Member of the Grand National Assembly
- In office 26 June 2015 – 24 June 2018
- Constituency: Düzce (June 2015, Nov 2015)

Personal details
- Born: 19 November 1962 (age 63) Düzce, Turkey
- Party: Justice and Development Party
- Children: 2
- Alma mater: Yıldız Technical University Istanbul Technical University
- Profession: Politician
- Cabinet: 65th
- Website: Personal website

= Faruk Özlü =

Turkish politician (born 1962)

Faruk Özlü (born 19 November 1962) is a Turkish politician from the Justice and Development Party (AK Party) who served as the Minister of Science, Industry and Technology of Turkey from 24 May 2016 to 10 July 2018. He was a Member of Parliament for the electoral district of Düzce, having been first elected in the June 2015 general election and re-elected in the November 2015 general election.

==Early life and career==

===Education===
Faruk Özlü was born on 19 November 1962 in Düzce and studied at Düzce High School before graduating from the Yıldız Technical University (YTÜ) as a mechanical engineer. He obtained a master's degree and a doctorate from Istanbul Technical University (İTÜ). He obtained further education regarding projects and engineering in Spain, before taking a senior management course at Harvard University.

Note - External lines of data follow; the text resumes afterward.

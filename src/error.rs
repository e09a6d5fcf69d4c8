#[derive(thiserror::Error, Debug, Clone, PartialEq)]
pub enum ChainError {
    #[error("transport error: {0}")]
    Transport(String),

    #[error("rpc error {code}: {message}")]
    Rpc { code: i64, message: String },

    #[error("{0} not found")]
    NotFound(String),

    #[error("parse error: {0}")]
    Parse(String),

    #[error("request cancelled")]
    Cancelled,
}

impl From<reqwest::Error> for ChainError {
    fn from(e: reqwest::Error) -> Self {
        if e.is_decode() {
            Self::Parse(e.to_string())
        } else {
            Self::Transport(e.to_string())
        }
    }
}

impl From<serde_json::Error> for ChainError {
    fn from(e: serde_json::Error) -> Self {
        Self::Parse(e.to_string())
    }
}

pub type ChainResult<T> = Result<T, ChainError>;
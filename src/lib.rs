pub mod api;
pub mod config;
pub mod error;
pub mod indexer;
pub mod lookup;
pub mod models;
pub mod poll_stats;
pub mod poller;
pub mod rpc;
pub mod units;
pub mod window;

pub use error::{ChainError, ChainResult};
pub use indexer::IndexerClient;
pub use poller::{ChainPoller, PollerConfig, PollerState, PollerStatus};
pub use rpc::{BlockTag, RpcClient};
pub use window::BlockWindow;
//! Ethereum JSON-RPC client: envelope handling, transport abstraction and
//! typed wrappers for the methods the dashboard relies on.

pub mod client;
#[cfg(test)]
pub(crate) mod mock;
pub mod transport;

pub use client::{BlockTag, RpcClient};
pub use transport::{HttpTransport, JsonRpcErrorObject, JsonRpcRequest, JsonRpcResponse, Transport};
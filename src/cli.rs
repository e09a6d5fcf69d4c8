use clap::{Parser, Subcommand};

#[derive(Parser, Debug)]
#[command(name = "chain-pulse", version, about = "Live Ethereum chain dashboard backend")]
pub struct Cli {
    #[command(subcommand)]
    pub command: Commands,
}

#[derive(Subcommand, Debug)]
pub enum Commands {
    /// Run the poller and the HTTP dashboard API
    Serve {
        /// Override bind address, e.g. 0.0.0.0:8080
        #[arg(long)]
        addr: Option<String>,
    },
    /// Poll the chain and log metrics on every tick
    Watch {
        /// Stop after this many ticks (runs until Ctrl-C when omitted)
        #[arg(long)]
        ticks: Option<u64>,
    },
    /// Show balance, nonce and account kind of an address
    Balance { address: String },
    /// Show a transaction and its receipt
    Tx { hash: String },
    /// Show contract bytecode, optionally reading one storage slot
    Code {
        address: String,
        #[arg(long)]
        slot: Option<String>,
    },
    /// Top senders over the last N indexed blocks
    Leaderboard {
        #[arg(long)]
        blocks: Option<u64>,
        #[arg(long, default_value_t = 10)]
        limit: usize,
    },
    /// Transactions touching an address over the last N indexed blocks
    History {
        address: String,
        #[arg(long)]
        blocks: Option<u64>,
    },
}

===Early career and civil service===
In 1987, Özlü returned to YTÜ as a researcher. In 1990, he joined the Defence Industry Undersecretariat as an engineer. He later became an expert, project manager, department manager and assistant secretary. He also briefly served as the acting undersecretary. While working at the Undersecretariat, Özlü oversaw projects such as Turkey's first domestically produced tank ALTAY, the country's first unmanned spacecraft ANKA, its first domestically produced warship MİLGEM. He also worked on the development of the Airbus A400M Atlas military transport aircraft, the F-35 and F-16 fighter jets, helicopter electronic warfare systems, the M60 tank modernisation, long range air and missile defense systems, coding and simulation.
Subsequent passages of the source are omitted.